**AIM OF THE TASK:**
Return each line in the records below that includes "window".

[RECORDS TO USE Boundary: Start]

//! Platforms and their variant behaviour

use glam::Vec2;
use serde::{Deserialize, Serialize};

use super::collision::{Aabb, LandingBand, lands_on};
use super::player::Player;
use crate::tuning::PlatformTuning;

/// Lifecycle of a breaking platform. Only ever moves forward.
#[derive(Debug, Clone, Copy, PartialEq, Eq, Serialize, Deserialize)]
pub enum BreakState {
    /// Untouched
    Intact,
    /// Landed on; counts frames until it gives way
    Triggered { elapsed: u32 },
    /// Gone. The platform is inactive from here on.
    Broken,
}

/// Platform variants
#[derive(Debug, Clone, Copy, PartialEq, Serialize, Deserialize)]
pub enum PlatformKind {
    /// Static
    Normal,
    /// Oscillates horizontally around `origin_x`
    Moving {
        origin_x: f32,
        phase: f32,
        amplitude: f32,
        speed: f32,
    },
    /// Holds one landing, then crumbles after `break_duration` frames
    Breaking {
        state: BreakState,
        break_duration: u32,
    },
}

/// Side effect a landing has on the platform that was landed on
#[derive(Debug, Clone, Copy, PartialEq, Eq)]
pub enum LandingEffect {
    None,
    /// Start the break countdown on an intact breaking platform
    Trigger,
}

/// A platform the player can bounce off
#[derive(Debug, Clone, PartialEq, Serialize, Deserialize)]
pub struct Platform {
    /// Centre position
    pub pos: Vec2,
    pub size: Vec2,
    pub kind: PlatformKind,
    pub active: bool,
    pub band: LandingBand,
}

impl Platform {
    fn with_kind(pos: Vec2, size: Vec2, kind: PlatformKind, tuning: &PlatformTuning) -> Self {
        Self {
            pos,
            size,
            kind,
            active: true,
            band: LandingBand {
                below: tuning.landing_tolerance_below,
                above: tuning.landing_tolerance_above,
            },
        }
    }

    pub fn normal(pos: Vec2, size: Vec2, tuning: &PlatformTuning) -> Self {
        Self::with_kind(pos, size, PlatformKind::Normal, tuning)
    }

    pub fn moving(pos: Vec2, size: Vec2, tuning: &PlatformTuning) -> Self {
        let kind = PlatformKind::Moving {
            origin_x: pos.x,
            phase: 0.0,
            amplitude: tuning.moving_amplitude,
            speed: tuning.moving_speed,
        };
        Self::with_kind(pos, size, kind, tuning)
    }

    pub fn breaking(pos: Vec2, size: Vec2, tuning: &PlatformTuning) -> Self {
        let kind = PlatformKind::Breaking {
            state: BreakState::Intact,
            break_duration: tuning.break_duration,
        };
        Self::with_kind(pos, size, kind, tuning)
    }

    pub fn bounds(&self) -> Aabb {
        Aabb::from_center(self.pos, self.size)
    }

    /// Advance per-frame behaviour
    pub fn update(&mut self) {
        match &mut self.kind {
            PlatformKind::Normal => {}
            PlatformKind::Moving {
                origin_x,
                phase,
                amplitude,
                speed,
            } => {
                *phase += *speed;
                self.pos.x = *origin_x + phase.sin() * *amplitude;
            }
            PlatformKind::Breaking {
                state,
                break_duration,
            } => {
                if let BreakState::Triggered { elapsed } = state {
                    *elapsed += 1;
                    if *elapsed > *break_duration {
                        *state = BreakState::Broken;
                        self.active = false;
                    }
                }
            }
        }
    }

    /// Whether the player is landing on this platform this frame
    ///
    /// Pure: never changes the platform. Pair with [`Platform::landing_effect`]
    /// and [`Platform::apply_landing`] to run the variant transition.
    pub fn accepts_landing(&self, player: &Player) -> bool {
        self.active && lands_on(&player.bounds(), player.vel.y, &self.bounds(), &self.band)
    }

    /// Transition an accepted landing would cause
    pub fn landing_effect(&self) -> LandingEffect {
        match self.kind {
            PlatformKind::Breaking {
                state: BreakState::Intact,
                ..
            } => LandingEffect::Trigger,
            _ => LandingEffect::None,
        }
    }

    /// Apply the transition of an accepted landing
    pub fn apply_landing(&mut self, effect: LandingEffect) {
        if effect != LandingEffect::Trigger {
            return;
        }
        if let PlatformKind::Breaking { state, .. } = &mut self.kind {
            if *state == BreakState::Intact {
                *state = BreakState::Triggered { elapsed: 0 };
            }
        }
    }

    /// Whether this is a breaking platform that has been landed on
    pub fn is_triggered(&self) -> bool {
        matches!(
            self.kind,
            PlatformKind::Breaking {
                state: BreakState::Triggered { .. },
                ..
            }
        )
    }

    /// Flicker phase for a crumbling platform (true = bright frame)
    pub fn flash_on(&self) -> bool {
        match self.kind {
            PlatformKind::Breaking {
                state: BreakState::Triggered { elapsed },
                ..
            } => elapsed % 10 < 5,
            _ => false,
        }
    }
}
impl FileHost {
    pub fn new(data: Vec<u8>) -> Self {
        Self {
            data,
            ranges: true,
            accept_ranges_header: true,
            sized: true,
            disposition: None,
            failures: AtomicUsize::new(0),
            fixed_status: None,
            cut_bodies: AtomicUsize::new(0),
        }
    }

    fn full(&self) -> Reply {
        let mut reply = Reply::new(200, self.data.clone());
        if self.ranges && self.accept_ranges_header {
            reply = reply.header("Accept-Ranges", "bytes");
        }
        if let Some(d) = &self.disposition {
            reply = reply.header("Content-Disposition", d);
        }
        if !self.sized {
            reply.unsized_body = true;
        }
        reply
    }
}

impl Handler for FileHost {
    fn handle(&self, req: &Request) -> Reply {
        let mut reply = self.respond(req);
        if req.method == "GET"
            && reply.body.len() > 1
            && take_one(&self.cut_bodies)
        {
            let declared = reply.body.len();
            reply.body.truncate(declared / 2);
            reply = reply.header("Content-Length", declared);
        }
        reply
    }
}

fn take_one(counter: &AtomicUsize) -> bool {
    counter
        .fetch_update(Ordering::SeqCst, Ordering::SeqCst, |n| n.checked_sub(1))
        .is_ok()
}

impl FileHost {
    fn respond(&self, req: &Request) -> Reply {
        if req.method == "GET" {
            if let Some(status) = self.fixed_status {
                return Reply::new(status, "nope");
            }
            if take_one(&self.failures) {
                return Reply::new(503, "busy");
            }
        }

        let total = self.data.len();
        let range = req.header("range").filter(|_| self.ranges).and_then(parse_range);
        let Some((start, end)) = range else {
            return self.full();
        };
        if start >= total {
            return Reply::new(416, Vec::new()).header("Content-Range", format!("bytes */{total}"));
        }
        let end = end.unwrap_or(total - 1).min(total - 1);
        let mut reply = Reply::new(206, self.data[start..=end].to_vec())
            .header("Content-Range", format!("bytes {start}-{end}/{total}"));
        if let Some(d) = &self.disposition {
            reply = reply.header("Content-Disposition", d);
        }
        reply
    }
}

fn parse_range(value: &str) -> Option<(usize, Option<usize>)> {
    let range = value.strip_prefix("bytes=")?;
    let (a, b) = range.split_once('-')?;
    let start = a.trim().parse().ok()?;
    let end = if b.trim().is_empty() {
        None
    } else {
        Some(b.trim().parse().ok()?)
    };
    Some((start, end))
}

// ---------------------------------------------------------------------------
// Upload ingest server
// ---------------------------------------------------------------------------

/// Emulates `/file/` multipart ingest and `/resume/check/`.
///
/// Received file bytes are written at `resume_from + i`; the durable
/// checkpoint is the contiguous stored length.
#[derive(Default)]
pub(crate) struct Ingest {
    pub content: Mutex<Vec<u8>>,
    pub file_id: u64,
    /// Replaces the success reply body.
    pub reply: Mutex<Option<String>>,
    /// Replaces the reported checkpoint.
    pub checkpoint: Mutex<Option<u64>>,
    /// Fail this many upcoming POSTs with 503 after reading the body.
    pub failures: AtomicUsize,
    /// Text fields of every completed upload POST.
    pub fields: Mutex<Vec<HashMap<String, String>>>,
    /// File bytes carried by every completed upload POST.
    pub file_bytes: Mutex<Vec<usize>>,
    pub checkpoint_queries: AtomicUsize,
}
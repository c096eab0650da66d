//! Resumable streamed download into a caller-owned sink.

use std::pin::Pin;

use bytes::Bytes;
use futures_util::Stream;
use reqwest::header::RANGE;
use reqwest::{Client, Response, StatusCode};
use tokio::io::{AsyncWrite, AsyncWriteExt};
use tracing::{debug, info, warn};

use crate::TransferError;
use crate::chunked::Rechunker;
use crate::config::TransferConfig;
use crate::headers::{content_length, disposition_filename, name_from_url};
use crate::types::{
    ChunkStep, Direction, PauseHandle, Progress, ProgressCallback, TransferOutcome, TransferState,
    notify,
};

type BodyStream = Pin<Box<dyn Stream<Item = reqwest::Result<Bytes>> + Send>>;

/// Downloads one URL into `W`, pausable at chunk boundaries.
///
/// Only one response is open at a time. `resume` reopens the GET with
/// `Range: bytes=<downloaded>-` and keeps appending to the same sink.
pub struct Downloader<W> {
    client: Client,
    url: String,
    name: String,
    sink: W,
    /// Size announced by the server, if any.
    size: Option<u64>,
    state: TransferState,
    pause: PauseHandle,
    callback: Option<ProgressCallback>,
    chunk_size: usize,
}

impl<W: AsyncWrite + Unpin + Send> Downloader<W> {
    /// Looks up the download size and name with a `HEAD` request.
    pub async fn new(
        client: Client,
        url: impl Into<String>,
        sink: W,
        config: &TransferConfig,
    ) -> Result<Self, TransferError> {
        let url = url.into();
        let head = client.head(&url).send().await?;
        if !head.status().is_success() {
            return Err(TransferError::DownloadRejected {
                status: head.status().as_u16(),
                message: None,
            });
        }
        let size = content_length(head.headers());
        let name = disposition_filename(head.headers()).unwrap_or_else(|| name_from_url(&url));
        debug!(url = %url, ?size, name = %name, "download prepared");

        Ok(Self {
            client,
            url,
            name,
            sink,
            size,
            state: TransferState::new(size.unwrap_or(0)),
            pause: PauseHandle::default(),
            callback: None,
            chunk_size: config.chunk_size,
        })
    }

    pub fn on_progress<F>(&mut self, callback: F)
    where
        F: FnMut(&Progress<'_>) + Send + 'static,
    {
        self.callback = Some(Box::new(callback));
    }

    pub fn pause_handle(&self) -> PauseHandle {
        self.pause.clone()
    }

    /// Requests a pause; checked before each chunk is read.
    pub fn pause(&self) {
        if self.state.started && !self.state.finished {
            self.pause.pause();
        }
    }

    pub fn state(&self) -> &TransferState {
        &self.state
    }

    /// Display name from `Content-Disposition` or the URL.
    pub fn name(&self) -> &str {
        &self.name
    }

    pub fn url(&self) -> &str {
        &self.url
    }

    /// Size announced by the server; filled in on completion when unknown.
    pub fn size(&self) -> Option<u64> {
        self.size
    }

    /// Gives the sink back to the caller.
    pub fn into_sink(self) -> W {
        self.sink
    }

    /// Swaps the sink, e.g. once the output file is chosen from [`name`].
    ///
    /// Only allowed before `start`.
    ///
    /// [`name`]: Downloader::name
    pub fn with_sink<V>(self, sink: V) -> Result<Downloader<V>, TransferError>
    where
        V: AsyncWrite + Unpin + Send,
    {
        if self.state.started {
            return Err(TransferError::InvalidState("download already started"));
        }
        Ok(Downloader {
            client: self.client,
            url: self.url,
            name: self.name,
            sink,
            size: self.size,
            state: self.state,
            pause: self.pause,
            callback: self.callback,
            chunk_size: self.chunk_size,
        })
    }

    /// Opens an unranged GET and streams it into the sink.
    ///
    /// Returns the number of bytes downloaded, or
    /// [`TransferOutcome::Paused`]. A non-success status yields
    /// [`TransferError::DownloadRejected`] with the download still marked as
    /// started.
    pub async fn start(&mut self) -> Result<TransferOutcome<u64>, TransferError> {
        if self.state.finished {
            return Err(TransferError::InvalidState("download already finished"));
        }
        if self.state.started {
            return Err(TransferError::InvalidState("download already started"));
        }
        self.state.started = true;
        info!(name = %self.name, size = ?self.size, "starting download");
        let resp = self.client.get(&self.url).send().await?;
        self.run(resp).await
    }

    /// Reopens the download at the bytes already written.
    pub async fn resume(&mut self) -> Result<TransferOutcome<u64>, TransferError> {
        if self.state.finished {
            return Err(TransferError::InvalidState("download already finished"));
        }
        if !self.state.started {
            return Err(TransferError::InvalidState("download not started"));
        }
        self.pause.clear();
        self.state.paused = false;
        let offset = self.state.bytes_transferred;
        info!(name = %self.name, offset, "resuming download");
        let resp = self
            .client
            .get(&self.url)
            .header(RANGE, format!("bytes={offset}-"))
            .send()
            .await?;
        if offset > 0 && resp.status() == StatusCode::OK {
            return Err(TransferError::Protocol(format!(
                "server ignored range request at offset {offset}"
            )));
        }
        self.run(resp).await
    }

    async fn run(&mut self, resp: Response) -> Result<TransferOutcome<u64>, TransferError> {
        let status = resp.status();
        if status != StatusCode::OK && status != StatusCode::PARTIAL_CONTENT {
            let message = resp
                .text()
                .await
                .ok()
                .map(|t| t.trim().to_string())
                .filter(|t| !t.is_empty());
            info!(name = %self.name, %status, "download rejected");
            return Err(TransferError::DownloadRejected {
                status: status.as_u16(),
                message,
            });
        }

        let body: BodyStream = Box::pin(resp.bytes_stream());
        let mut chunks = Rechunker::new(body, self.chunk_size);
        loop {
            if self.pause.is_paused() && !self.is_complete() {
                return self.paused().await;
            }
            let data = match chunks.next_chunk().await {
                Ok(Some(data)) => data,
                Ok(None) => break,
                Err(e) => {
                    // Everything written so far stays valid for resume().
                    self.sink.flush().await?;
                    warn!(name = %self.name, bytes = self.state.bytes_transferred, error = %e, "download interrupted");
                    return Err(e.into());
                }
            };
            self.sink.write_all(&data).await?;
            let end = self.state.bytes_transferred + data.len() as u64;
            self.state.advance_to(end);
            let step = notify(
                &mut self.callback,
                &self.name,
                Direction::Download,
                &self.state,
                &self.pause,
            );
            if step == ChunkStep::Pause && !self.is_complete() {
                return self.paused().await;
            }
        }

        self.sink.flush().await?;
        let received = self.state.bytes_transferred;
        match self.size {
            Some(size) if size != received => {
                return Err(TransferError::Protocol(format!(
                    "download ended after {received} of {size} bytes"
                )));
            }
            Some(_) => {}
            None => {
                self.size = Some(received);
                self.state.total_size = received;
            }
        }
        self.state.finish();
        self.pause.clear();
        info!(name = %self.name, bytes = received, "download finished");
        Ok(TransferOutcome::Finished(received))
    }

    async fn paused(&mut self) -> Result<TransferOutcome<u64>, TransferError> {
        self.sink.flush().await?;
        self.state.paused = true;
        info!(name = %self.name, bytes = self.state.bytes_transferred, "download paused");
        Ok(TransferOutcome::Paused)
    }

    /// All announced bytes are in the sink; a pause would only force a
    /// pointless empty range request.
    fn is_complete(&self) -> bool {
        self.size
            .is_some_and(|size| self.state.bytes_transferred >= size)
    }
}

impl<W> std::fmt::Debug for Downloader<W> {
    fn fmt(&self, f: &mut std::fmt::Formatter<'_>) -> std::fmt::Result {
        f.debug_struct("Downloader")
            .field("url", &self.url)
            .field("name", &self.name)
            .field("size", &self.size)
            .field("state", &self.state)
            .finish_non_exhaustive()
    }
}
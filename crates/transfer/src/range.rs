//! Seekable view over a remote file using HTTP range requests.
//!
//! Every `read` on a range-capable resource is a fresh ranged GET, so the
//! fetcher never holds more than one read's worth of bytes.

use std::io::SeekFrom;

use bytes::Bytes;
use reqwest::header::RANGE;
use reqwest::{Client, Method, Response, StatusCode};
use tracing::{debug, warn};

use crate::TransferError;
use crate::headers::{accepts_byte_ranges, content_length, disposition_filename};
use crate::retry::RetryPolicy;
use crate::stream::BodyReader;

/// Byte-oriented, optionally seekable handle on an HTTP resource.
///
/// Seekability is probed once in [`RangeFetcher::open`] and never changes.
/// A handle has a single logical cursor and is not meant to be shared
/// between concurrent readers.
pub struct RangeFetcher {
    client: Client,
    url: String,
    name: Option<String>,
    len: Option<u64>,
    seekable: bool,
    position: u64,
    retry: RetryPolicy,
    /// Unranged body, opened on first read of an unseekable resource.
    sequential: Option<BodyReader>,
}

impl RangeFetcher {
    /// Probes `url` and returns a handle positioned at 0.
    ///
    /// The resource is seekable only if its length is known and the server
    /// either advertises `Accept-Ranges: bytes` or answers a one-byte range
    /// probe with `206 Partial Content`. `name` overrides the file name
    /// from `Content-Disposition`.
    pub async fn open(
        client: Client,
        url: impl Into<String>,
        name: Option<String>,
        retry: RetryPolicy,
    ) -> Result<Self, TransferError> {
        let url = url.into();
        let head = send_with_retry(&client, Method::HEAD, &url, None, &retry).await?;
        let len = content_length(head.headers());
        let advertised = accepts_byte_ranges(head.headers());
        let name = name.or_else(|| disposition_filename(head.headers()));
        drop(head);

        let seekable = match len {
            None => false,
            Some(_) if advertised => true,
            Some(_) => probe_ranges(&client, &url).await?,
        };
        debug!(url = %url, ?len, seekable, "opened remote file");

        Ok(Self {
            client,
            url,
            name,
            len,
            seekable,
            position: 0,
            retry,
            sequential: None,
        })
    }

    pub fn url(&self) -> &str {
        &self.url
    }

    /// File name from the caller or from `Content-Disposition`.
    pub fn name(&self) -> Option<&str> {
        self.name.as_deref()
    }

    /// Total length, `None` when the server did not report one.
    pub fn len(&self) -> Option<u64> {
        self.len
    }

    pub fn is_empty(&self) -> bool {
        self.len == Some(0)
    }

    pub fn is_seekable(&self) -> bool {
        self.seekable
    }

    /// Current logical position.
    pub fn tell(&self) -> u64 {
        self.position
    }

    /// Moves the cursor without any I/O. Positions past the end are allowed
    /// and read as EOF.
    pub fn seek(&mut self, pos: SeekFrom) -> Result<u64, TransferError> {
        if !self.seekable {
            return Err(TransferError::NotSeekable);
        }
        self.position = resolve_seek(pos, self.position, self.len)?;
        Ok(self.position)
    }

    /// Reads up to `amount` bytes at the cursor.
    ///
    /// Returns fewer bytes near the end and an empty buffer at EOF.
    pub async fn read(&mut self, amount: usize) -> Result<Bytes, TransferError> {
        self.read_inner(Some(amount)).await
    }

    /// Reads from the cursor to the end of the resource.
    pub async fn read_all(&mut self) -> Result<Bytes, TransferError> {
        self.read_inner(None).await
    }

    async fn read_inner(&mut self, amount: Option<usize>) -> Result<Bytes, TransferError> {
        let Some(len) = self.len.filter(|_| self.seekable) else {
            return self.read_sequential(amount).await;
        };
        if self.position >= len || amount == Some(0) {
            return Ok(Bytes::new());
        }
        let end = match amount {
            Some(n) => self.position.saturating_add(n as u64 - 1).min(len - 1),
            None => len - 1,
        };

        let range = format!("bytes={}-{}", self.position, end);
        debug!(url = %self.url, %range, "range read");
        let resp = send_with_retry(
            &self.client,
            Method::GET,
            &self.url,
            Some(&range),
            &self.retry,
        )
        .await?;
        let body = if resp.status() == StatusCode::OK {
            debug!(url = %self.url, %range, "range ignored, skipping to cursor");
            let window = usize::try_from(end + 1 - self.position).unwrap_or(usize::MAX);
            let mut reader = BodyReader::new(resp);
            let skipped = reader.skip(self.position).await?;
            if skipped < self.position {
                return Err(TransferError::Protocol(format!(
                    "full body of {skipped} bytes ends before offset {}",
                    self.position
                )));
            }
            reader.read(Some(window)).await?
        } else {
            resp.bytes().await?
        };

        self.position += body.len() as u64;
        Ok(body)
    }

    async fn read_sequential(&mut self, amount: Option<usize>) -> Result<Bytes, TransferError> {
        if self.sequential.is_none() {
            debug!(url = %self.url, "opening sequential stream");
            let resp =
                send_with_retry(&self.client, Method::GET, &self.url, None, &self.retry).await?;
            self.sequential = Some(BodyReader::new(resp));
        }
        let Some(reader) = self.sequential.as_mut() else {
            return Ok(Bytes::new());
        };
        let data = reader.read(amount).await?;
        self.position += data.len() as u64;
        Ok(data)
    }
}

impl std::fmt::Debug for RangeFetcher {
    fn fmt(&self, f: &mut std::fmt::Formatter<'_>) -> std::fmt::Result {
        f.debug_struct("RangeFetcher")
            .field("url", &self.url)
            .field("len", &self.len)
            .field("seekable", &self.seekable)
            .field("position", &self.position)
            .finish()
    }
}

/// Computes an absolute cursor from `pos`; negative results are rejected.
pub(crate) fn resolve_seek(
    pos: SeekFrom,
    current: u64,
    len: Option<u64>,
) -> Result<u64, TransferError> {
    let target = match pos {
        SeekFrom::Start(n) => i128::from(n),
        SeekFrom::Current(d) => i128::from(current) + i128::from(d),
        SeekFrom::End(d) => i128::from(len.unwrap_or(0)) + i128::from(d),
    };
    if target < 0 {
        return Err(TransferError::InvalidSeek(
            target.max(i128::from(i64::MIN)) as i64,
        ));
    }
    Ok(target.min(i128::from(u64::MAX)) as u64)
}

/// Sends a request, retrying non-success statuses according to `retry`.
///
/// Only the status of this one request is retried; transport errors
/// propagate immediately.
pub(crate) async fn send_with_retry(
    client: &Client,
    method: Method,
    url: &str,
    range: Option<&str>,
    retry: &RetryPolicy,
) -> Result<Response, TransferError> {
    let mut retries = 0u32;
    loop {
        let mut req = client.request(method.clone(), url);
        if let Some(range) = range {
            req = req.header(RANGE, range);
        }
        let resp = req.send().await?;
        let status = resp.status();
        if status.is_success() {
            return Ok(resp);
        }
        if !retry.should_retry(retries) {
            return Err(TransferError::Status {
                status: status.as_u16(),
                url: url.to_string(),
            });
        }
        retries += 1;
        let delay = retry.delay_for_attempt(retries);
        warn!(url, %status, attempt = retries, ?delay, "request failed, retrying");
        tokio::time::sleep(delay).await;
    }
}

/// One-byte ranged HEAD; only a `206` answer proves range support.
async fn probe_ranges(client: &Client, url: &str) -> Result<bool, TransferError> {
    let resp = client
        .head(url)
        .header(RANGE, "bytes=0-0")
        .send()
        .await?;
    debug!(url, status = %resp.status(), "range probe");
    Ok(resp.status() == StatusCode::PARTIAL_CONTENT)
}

[RECORDS TO USE Boundary: End]

**REPLY TO THE TASK:**
            let window = usize::try_from(end + 1 - self.position).unwrap_or(usize::MAX);
            reader.read(Some(window)).await?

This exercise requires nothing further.